Bailey, Rowan (2016) Sculptural Plasticity and the Brain. In: Approaching the 3s: The spatial, the social, and the sensorium, 2nd - 7th October 2016, University of the Applied Arts, Vienna. (Unpublished)
Abstract

This case study will address the diffractive patterns of exchange shaped between sculptural formations of plasticity in the context of the phenomenon of the ‘brain-body-in-culture’: a double condition where formations and transformations of human and non-human activity are in continuous intra-action. Three examples - aided by the writings of Catherine Malabou and Karen Barad - will provide instances of and for a diffractive mode of spectatorship, where space, sensorium and the social are cut through with new acts of plastic formation in the brain.
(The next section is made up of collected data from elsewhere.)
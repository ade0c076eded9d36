//! Welch cross-spectral density and short-time Fourier spectrograms
//! 
//! Both estimators share one segmentation pipeline:
//! split → detrend → window → FFT → scale. `csd` averages the per-segment
//! periodograms, `spectrogram` keeps them as columns of a time-frequency matrix.

use ndarray::Array2;
use num_complex::Complex64;
use tracing::debug;

use super::fft::{fft_freq, rfft_freq, FftEngine};
use super::windowing::{apply_window_inplace, detrend_mean, window_power_sum, window_sum, Sample};
use crate::error::SpectralError;

/// Normalization applied to the periodograms
#[derive(Debug, Clone, Copy, PartialEq, Eq)]
pub enum Scaling {
    /// Power spectral density, V²/Hz: divide by fs·Σw²
    Density,
    
    /// Power spectrum, V²: divide by (Σw)²
    Spectrum,
}

/// Quantity stored in each spectrogram cell
#[derive(Debug, Clone, Copy, PartialEq, Eq)]
pub enum SpectralMode {
    /// Complex short-time Fourier transform
    Stft,
    
    /// Power spectral density (|X|², one-sided bins doubled)
    Psd,
    
    /// Magnitude |X|
    Magnitude,
    
    /// Phase angle of X in radians
    Angle,
}

/// Spectral estimator configuration
#[derive(Debug, Clone)]
pub struct SpectralConfig {
    /// Sample rate in Hz
    pub sample_rate: f64,
    
    /// Samples shared by consecutive segments (None = half the window)
    pub noverlap: Option<usize>,
    
    /// Subtract each segment's mean before windowing
    pub detrend: bool,
    
    /// Return only DC through Nyquist (ignored for complex signals)
    pub onesided: bool,
    
    /// Periodogram normalization
    pub scaling: Scaling,
    
    /// Spectrogram cell content
    pub mode: SpectralMode,
    
    /// Lay the spectrogram out as time × frequency instead of frequency × time
    pub transpose: bool,
}

impl Default for SpectralConfig {
    fn default() -> Self {
        Self {
            sample_rate: 1.0,
            noverlap: None,
            detrend: true,
            onesided: true,
            scaling: Scaling::Density,
            mode: SpectralMode::Psd,
            transpose: false,
        }
    }
}

/// Time-frequency matrix produced by [`spectrogram`]
#[derive(Debug, Clone, PartialEq)]
pub struct Spectrogram {
    /// Values laid out frequency × time (or time × frequency when transposed)
    pub values: Array2<Complex64>,
    
    /// Frequency of each bin in Hz
    pub frequencies: Vec<f64>,
    
    /// Center time of each segment in seconds
    pub times: Vec<f64>,
}

impl Spectrogram {
    /// [rows, cols] of the value matrix
    pub fn shape(&self) -> [usize; 2] {
        let (rows, cols) = self.values.dim();
        [rows, cols]
    }
    
    /// Values in row-major order
    pub fn flattened(&self) -> Vec<Complex64> {
        self.values.iter().copied().collect()
    }
}

/// Validated segmentation parameters
struct Segmentation {
    nperseg: usize,
    step: usize,
    count: usize,
    onesided: bool,
}

fn plan_segments<T: Sample>(
    signal: &[T],
    window: &[f64],
    config: &SpectralConfig,
) -> Result<Segmentation, SpectralError> {
    if signal.is_empty() {
        return Err(SpectralError::EmptyInput("signal"));
    }
    if window.is_empty() {
        return Err(SpectralError::EmptyInput("window"));
    }
    if !(config.sample_rate.is_finite() && config.sample_rate > 0.0) {
        return Err(SpectralError::InvalidSampleRate(config.sample_rate));
    }
    
    let nperseg = window.len();
    if nperseg > signal.len() {
        return Err(SpectralError::WindowLongerThanSignal {
            window: nperseg,
            signal: signal.len(),
        });
    }
    
    let noverlap = config.noverlap.unwrap_or(nperseg / 2);
    if noverlap >= nperseg {
        return Err(SpectralError::InvalidOverlap {
            noverlap,
            window: nperseg,
        });
    }
    
    let onesided = config.onesided && !T::IS_COMPLEX;
    if config.onesided && T::IS_COMPLEX {
        debug!("complex input, computing two-sided spectrum");
    }
    
    let step = nperseg - noverlap;
    let count = (signal.len() - nperseg) / step + 1;
    
    Ok(Segmentation {
        nperseg,
        step,
        count,
        onesided,
    })
}

/// Scaled per-segment spectra, frequency × time
fn segment_spectra<T: Sample>(
    engine: &mut FftEngine,
    signal: &[T],
    window: &[f64],
    config: &SpectralConfig,
    mode: SpectralMode,
    plan: &Segmentation,
) -> Result<Array2<Complex64>, SpectralError> {
    let nfft = plan.nperseg;
    let num_freqs = if plan.onesided { nfft / 2 + 1 } else { nfft };
    
    let scale = match config.scaling {
        Scaling::Density => 1.0 / (config.sample_rate * window_power_sum(window)),
        Scaling::Spectrum => 1.0 / window_sum(window).powi(2),
    };
    
    let mut result = Array2::<Complex64>::zeros((num_freqs, plan.count));
    let mut segment = vec![T::default(); nfft];
    
    for t in 0..plan.count {
        let start = t * plan.step;
        segment.copy_from_slice(&signal[start..start + nfft]);
        
        if config.detrend {
            detrend_mean(&mut segment);
        }
        apply_window_inplace(&mut segment, window);
        
        let spectrum = if plan.onesided {
            let real: Vec<f64> = segment.iter().map(|s| s.real()).collect();
            engine.rfft(&real)?
        } else {
            let complex: Vec<Complex64> = segment.iter().map(|s| s.to_complex()).collect();
            engine.fft(&complex)?
        };
        
        for (k, x) in spectrum.iter().enumerate() {
            result[[k, t]] = match mode {
                SpectralMode::Stft => *x * scale.sqrt(),
                SpectralMode::Magnitude => Complex64::new(x.norm() * scale.sqrt(), 0.0),
                SpectralMode::Angle => Complex64::new(x.arg(), 0.0),
                SpectralMode::Psd => {
                    let mut power = x.norm_sqr() * scale;
                    // Fold the mirrored negative-frequency energy onto the positive bin
                    let is_nyquist = nfft % 2 == 0 && k == nfft / 2;
                    if plan.onesided && k != 0 && !is_nyquist {
                        power *= 2.0;
                    }
                    Complex64::new(power, 0.0)
                }
            };
        }
    }
    
    Ok(result)
}

fn segment_frequencies(nfft: usize, sample_rate: f64, onesided: bool) -> Vec<f64> {
    if onesided {
        rfft_freq(nfft, 1.0 / sample_rate)
    } else {
        fft_freq(nfft, 1.0 / sample_rate)
    }
}

/// Cross-spectral density of a signal with itself (Welch's method)
/// 
/// # Arguments
/// * `signal` - Real or complex samples
/// * `window` - Window kernel; its length is the segment length and FFT size
/// * `config` - Sample rate, overlap, detrending, sidedness and scaling
/// 
/// # Returns
/// Averaged periodogram, nperseg/2 + 1 bins when one-sided, nperseg bins
/// otherwise (always two-sided for complex signals). `config.mode` is ignored.
pub fn csd<T: Sample>(
    signal: &[T],
    window: &[f64],
    config: &SpectralConfig,
) -> Result<Vec<f64>, SpectralError> {
    csd_with_engine(&mut FftEngine::new(), signal, window, config)
}

/// [`csd`] reusing the plans cached in `engine`
pub fn csd_with_engine<T: Sample>(
    engine: &mut FftEngine,
    signal: &[T],
    window: &[f64],
    config: &SpectralConfig,
) -> Result<Vec<f64>, SpectralError> {
    let plan = plan_segments(signal, window, config)?;
    let spectra = segment_spectra(engine, signal, window, config, SpectralMode::Psd, &plan)?;
    
    let inv_count = 1.0 / plan.count as f64;
    Ok(spectra
        .rows()
        .into_iter()
        .map(|row| row.iter().map(|c| c.re).sum::<f64>() * inv_count)
        .collect())
}

/// Frequencies matching the bins returned by [`csd`] for the same inputs
pub fn csd_frequencies<T: Sample>(window_length: usize, config: &SpectralConfig) -> Vec<f64> {
    segment_frequencies(
        window_length,
        config.sample_rate,
        config.onesided && !T::IS_COMPLEX,
    )
}

/// Short-time Fourier spectrogram
/// 
/// Same segmentation as [`csd`], but segments are not averaged: each one
/// becomes a column of the result. `config.mode` selects the cell content.
pub fn spectrogram<T: Sample>(
    signal: &[T],
    window: &[f64],
    config: &SpectralConfig,
) -> Result<Spectrogram, SpectralError> {
    spectrogram_with_engine(&mut FftEngine::new(), signal, window, config)
}

/// [`spectrogram`] reusing the plans cached in `engine`
pub fn spectrogram_with_engine<T: Sample>(
    engine: &mut FftEngine,
    signal: &[T],
    window: &[f64],
    config: &SpectralConfig,
) -> Result<Spectrogram, SpectralError> {
    let plan = plan_segments(signal, window, config)?;
    let spectra = segment_spectra(engine, signal, window, config, config.mode, &plan)?;
    
    let values = if config.transpose {
        spectra.reversed_axes().as_standard_layout().into_owned()
    } else {
        spectra
    };
    
    let half = plan.nperseg as f64 / 2.0;
    let times = (0..plan.count)
        .map(|t| (t * plan.step) as f64 + half)
        .map(|center| center / config.sample_rate)
        .collect();
    
    Ok(Spectrogram {
        values,
        frequencies: segment_frequencies(plan.nperseg, config.sample_rate, plan.onesided),
        times,
    })
}
impl Checker {
    fn new(schema: SchemaName) -> Self {
        Self { schema }
    }

    fn error(&self, path: &FieldPath, message: impl Into<String>) -> ValidationError {
        ValidationError {
            schema: self.schema,
            path: path.render(),
            message: message.into(),
        }
    }

    fn object<'a>(
        &self,
        value: &'a Value,
        path: &FieldPath,
    ) -> Result<&'a Map<String, Value>, ValidationError> {
        value
            .as_object()
            .ok_or_else(|| self.error(path, format!("expected object, got {}", kind(value))))
    }

    fn array<'a>(&self, value: &'a Value, path: &FieldPath) -> Result<&'a [Value], ValidationError> {
        value
            .as_array()
            .map(Vec::as_slice)
            .ok_or_else(|| self.error(path, format!("expected array, got {}", kind(value))))
    }

    fn string(&self, value: &Value, path: &FieldPath) -> Result<String, ValidationError> {
        value
            .as_str()
            .map(str::to_string)
            .ok_or_else(|| self.error(path, format!("expected string, got {}", kind(value))))
    }

    fn boolean(&self, value: &Value, path: &FieldPath) -> Result<bool, ValidationError> {
        value
            .as_bool()
            .ok_or_else(|| self.error(path, format!("expected boolean, got {}", kind(value))))
    }

    fn number(&self, value: &Value, path: &FieldPath) -> Result<f64, ValidationError> {
        value
            .as_f64()
            .ok_or_else(|| self.error(path, format!("expected number, got {}", kind(value))))
    }

    fn required<'a>(
        &self,
        map: &'a Map<String, Value>,
        key: &str,
        path: &FieldPath,
    ) -> Result<&'a Value, ValidationError> {
        optional(map, key).ok_or_else(|| self.error(&path.field(key), "is required"))
    }

    fn required_string(
        &self,
        map: &Map<String, Value>,
        key: &str,
        path: &FieldPath,
    ) -> Result<String, ValidationError> {
        let value = self.required(map, key, path)?;
        self.string(value, &path.field(key))
    }

    fn optional_string(
        &self,
        map: &Map<String, Value>,
        key: &str,
        path: &FieldPath,
    ) -> Result<Option<String>, ValidationError> {
        optional(map, key)
            .map(|value| self.string(value, &path.field(key)))
            .transpose()
    }

    fn required_number(
        &self,
        map: &Map<String, Value>,
        key: &str,
        path: &FieldPath,
    ) -> Result<f64, ValidationError> {
        let value = self.required(map, key, path)?;
        self.number(value, &path.field(key))
    }

    fn positive_number(
        &self,
        map: &Map<String, Value>,
        key: &str,
        path: &FieldPath,
    ) -> Result<f64, ValidationError> {
        let number = self.required_number(map, key, path)?;
        if number > 0.0 {
            Ok(number)
        } else {
            Err(self.error(&path.field(key), "must be positive"))
        }
    }

    /// Absent arrays default to empty.
    fn optional_array<'a>(
        &self,
        map: &'a Map<String, Value>,
        key: &str,
        path: &FieldPath,
    ) -> Result<&'a [Value], ValidationError> {
        match optional(map, key) {
            Some(value) => self.array(value, &path.field(key)),
            None => Ok(&[]),
        }
    }

    fn http_url(
        &self,
        map: &Map<String, Value>,
        key: &str,
        path: &FieldPath,
    ) -> Result<String, ValidationError> {
        let raw = self.required_string(map, key, path)?;
        parse_absolute_http_url(&raw).map_err(|message| self.error(&path.field(key), message))?;
        Ok(raw)
    }
}

/// Null is treated the same as an absent key.
fn optional<'a>(map: &'a Map<String, Value>, key: &str) -> Option<&'a Value> {
    map.get(key).filter(|value| !value.is_null())
}

/// First present spelling of a key that the wire may emit in either case.
fn either<'a>(map: &'a Map<String, Value>, camel: &'a str, snake: &'a str) -> Option<&'a str> {
    if optional(map, camel).is_some() {
        Some(camel)
    } else if optional(map, snake).is_some() {
        Some(snake)
    } else {
        None
    }
}

/// Reasoning the model emits alongside its reply; never part of the reply.
fn is_thought(part: &Value) -> bool {
    part.get("thought").and_then(Value::as_bool).unwrap_or(false)
}

fn kind(value: &Value) -> &'static str {
    match value {
        Value::Null => "null",
        Value::Bool(_) => "boolean",
        Value::Number(_) => "number",
        Value::String(_) => "string",
        Value::Array(_) => "array",
        Value::Object(_) => "object",
    }
}

pub fn validate_model_response(value: &Value) -> Result<ModelResponse, ValidationError> {
    let checker = Checker::new(SchemaName::ModelResponse);
    let root = FieldPath::root();
    let map = checker.object(value, &root)?;

    let candidates_path = root.field("candidates");
    let candidates = checker
        .optional_array(map, "candidates", &root)?
        .iter()
        .enumerate()
        .map(|(index, candidate)| {
            validate_candidate(&checker, candidate, &candidates_path.index(index))
        })
        .collect::<Result<Vec<_>, _>>()?;

    let prompt_feedback = match either(map, "promptFeedback", "prompt_feedback") {
        Some(key) => {
            let path = root.field(key);
            let feedback = checker.object(&map[key], &path)?;
            let block_reason = match either(feedback, "blockReason", "block_reason") {
                Some(reason_key) => Some(checker.string(&feedback[reason_key], &path.field(reason_key))?),
                None => None,
            };
            Some(PromptFeedback { block_reason })
        }
        None => None,
    };

    Ok(ModelResponse {
        candidates,
        prompt_feedback,
    })
}

fn validate_candidate(
    checker: &Checker,
    value: &Value,
    path: &FieldPath,
) -> Result<Candidate, ValidationError> {
    let map = checker.object(value, path)?;

    let content = match optional(map, "content") {
        Some(content) => {
            let content_path = path.field("content");
            let content_map = checker.object(content, &content_path)?;
            let role = checker.optional_string(content_map, "role", &content_path)?;
            let parts_path = content_path.field("parts");
            let parts = checker
                .optional_array(content_map, "parts", &content_path)?
                .iter()
                .enumerate()
                .filter(|(_, part)| !is_thought(part))
                .map(|(index, part)| validate_part(checker, part, &parts_path.index(index)))
                .collect::<Result<Vec<_>, _>>()?;
            Some(CandidateContent { role, parts })
        }
        None => None,
    };

    let finish_reason = match either(map, "finishReason", "finish_reason") {
        Some(key) => Some(checker.string(&map[key], &path.field(key))?),
        None => None,
    };

    let safety_response = match either(map, "safetyResponse", "safety_response") {
        Some(key) => {
            let safety_path = path.field(key);
            let safety = checker.object(&map[key], &safety_path)?;
            let confirm_key =
                either(safety, "requireConfirmation", "require_confirmation")
                    .unwrap_or("requireConfirmation");
            let require_confirmation =
                checker.boolean(checker.required(safety, confirm_key, &safety_path)?, &safety_path.field(confirm_key))?;
            let message = checker.optional_string(safety, "message", &safety_path)?;
            Some(SafetyResponse {
                require_confirmation,
                message,
            })
        }
        None => None,
    };

    Ok(Candidate {
        content,
        finish_reason,
        safety_response,
    })
}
The first example considers Socrates’ cataleptic condition in The Symposium. Read through what Malabou describes as ‘explosive plasticity’, these ‘fits of abstraction’ are conditions of possibility for synaptic spacing in the brain. Catalepsy and the wounded are bound by an ethics of ‘regenerative repair’ – the sculpting and re-sculpting of the brain in the aftermath of a rupture. The second example explores the intra-active mattering of the universe in Jean-Paul Sartre’s Nausea, in particular, Antoine Roquentin’s encounter with a pebble – a nonhuman iteration. This exposure to an existential futurity – the death-drive of the Anthropocene – where plastics and plasticity are caught in a battle between the brain and the environment. The third example explores walking and migration in the new hinterlands of the twenty-first century. Francis Alÿs’ work provides one avenue of exploration into public space and the intra-actions forged between history, culture and migrations of the mind. Sculptural thinking is enacted in and through a morphology of the line in the landscape. Whether urban, rural, physical or digital, the environment shapes our plastic ability to receive and produce form. The social and sensorial is shaped by our encounters with space.